February 16th, 2023Zombies on the way…but time for a cuppa
Having never met Soren Kierkegaard, a Danish philosopher who lived from 1813 to 1855, or studied his work, I must accept that he is in fact the author of the following statement, found on one of those websites that collect and categorise information, this particular one promising 690 quotes about the apocalypse:
“It happened that a fire broke out backstage in a theatre. The clown came out to inform the public. They thought it was a jest and applauded. He repeated his warning. They shouted even louder.

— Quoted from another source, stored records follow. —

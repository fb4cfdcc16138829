use crate::Database;
use anyhow::Result;
use tracing::info;
use uuid::Uuid;

/// A demo account ready for insertion. Hashing happens at the call site so
/// this crate never sees a plaintext password path of its own.
pub struct SeedUser<'a> {
    pub username: &'a str,
    pub email: &'a str,
    pub password_hash: String,
}

pub const DEMO_USERS: &[(&str, &str, &str)] = &[
    ("marisol", "marisol@example.com", "password1234"),
    ("devon", "devon@example.com", "password1234"),
    ("priya", "priya@example.com", "password1234"),
    ("tomas", "tomas@example.com", "password1234"),
];

const DEMO_POSTS: &[(usize, &str, &str)] = &[
    (
        0,
        "Why I switched note-taking apps again",
        "Third time this year. This one has backlinks, which I will use twice.",
    ),
    (
        1,
        "Sourdough starter week 2",
        "It bubbles. It smells like victory and also a little like glue.",
    ),
    (
        2,
        "Cheap mechanical keyboards worth trying",
        "You do not need to spend $300 to hear your own typing.",
    ),
];

const DEMO_COMMENTS: &[(usize, usize, &str)] = &[
    (1, 0, "Backlinks are a lifestyle, not a feature."),
    (2, 1, "Name the starter. It helps morale."),
    (0, 2, "Browns in board, blues in public. Know the difference."),
    (3, 0, "See you at app number four."),
];

/// Bulk-insert demo users, posts, and comments in one transaction.
pub fn run(db: &Database, users: &[SeedUser<'_>]) -> Result<()> {
    db.with_conn_mut(|conn| {
        let tx = conn.transaction()?;

        let mut user_ids = Vec::with_capacity(users.len());
        for user in users {
            let id = Uuid::new_v4().to_string();
            tx.execute(
                "INSERT INTO users (id, username, email, password) VALUES (?1, ?2, ?3, ?4)",
                (&id, user.username, user.email, &user.password_hash),
            )?;
            user_ids.push(id);
        }

        let mut post_ids = Vec::with_capacity(DEMO_POSTS.len());
        for (owner, title, body) in DEMO_POSTS {
            let id = Uuid::new_v4().to_string();
            tx.execute(
                "INSERT INTO posts (id, title, body, user_id) VALUES (?1, ?2, ?3, ?4)",
                (&id, title, body, &user_ids[*owner]),
            )?;
            post_ids.push(id);
        }

        for (owner, post, body) in DEMO_COMMENTS {
            tx.execute(
                "INSERT INTO comments (id, body, user_id, post_id) VALUES (?1, ?2, ?3, ?4)",
                (
                    &Uuid::new_v4().to_string(),
                    body,
                    &user_ids[*owner],
                    &post_ids[*post],
                ),
            )?;
        }

        tx.commit()?;
        Ok(())
    })?;

    info!(
        "Seeded {} users, {} posts, {} comments",
        users.len(),
        DEMO_POSTS.len(),
        DEMO_COMMENTS.len()
    );
    Ok(())
}

#[cfg(test)]
mod tests {
    use super::*;

    #[test]
    fn seed_populates_all_tables() {
        let db = Database::open_in_memory().unwrap();
        let users: Vec<SeedUser<'_>> = DEMO_USERS
            .iter()
            .copied()
            .map(|(username, email, _)| SeedUser {
                username,
                email,
                password_hash: "phc-hash".into(),
            })
            .collect();

        run(&db, &users).unwrap();

        let posts = db.list_posts(None).unwrap();
        assert_eq!(posts.len(), 3);
        assert!(db.get_user_by_username("marisol").unwrap().is_some());
    }
}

So I
think the world will come to an end amid the general applause from all the wits who believe that it is a joke.”
Or, as Michael Stipe of REM sings: “It’s the end of the world as we know it (and I feel fine).”

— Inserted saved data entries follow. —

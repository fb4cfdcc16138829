/// Database row types — these map directly to SQLite rows.
/// Distinct from quill-types API models so the password hash never enters
/// a serializable shape.

pub struct UserRow {
    pub id: String,
    pub username: String,
    pub email: String,
    pub password: String,
    pub created_at: String,
}

pub struct PostRow {
    pub id: String,
    pub title: String,
    pub body: String,
    pub user_id: String,
    pub author_username: String,
    pub created_at: String,
}

pub struct CommentRow {
    pub id: String,
    pub body: String,
    pub user_id: String,
    pub author_username: String,
    pub post_id: String,
    pub created_at: String,
}

/// A comment joined to its parent post's title, for user profile pages.
pub struct CommentWithPostRow {
    pub id: String,
    pub body: String,
    pub post_id: String,
    pub post_title: String,
    pub created_at: String,
}

pub struct SessionRow {
    pub token: String,
    pub user_id: String,
    pub username: String,
    pub logged_in: bool,
    pub created_at: String,
}
//! Populate the database with demo users, posts, and comments.
//! Usage: `cargo run --bin seed` (honors QUILL_DB_PATH).

use std::path::PathBuf;

use anyhow::Result;
use tracing::info;

use quill_core::credentials;
use quill_db::seed::{DEMO_USERS, SeedUser};

fn main() -> Result<()> {
    let _ = dotenvy::dotenv();
    tracing_subscriber::fmt()
        .with_env_filter(
            tracing_subscriber::EnvFilter::try_from_default_env()
                .unwrap_or_else(|_| "quill=info".into()),
        )
        .init();

    let db_path = std::env::var("QUILL_DB_PATH").unwrap_or_else(|_| "quill.db".into());
    let db = quill_db::Database::open(&PathBuf::from(&db_path))?;

    // Demo passwords go through the same hashing choke point as
    // registration; nothing lands in the store as plaintext.
    let users = DEMO_USERS
        .iter()
        .copied()
        .map(|(username, email, password)| {
            Ok(SeedUser {
                username,
                email,
                password_hash: credentials::hash_password(password)
                    .map_err(|e| anyhow::anyhow!("hashing seed password: {e}"))?,
            })
        })
        .collect::<Result<Vec<_>>>()?;

    quill_db::seed::run(&db, &users)?;
    info!("Seeding complete");
    Ok(())
}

It seems like scarcely a week goes by without someone mentioning the “zombie apocalypse”. Sure, it’s usually me, but it does seem to be part of everyday speech.
Now that the Walking Dead TV series has finished, one of the American streaming services has started a new show, The Last of US, in which a species of the Cordyceps fungus infects humans and turns them
into flesh-eating zombies. Yes – humanity is now being wiped out by mushrooms.
Although ravening, flesh-eating walking dead are heaps of fun, when it comes
to good end-of-the-world-as-we-know-it writing, Station Eleven, the 2014 novel by
Canadian author Emily St John Mandel is among the very best.
In the book, a variant of swine flu emerges in eastern Europe and quickly sweeps
over the entire world, killing almost every man, woman and child on the planet.
Mandel doesn’t bother with gory details such as body counts, she simply guides us
into a world in which a few people, for no apparent reason, do not die from the flu
and continue to exist.
What she does is to imagine how these survivors would respond, adapt, and live,
focusing on individuals and groups alike. She causes us to consider how we might
react, and in a broader sense not necessarily to an apocalyptic pandemic, but to
any event that has a profound effect on us, severe enough that life becomes clearly
marked.
She writes: “Jeevan was crushed by a sudden certainty that this was it, that this
illness Hua was describing was going to be the divide between a before and an after, a
line drawn through his life.”
After the horrific events of September 11, 2001, I began seeing life in that way.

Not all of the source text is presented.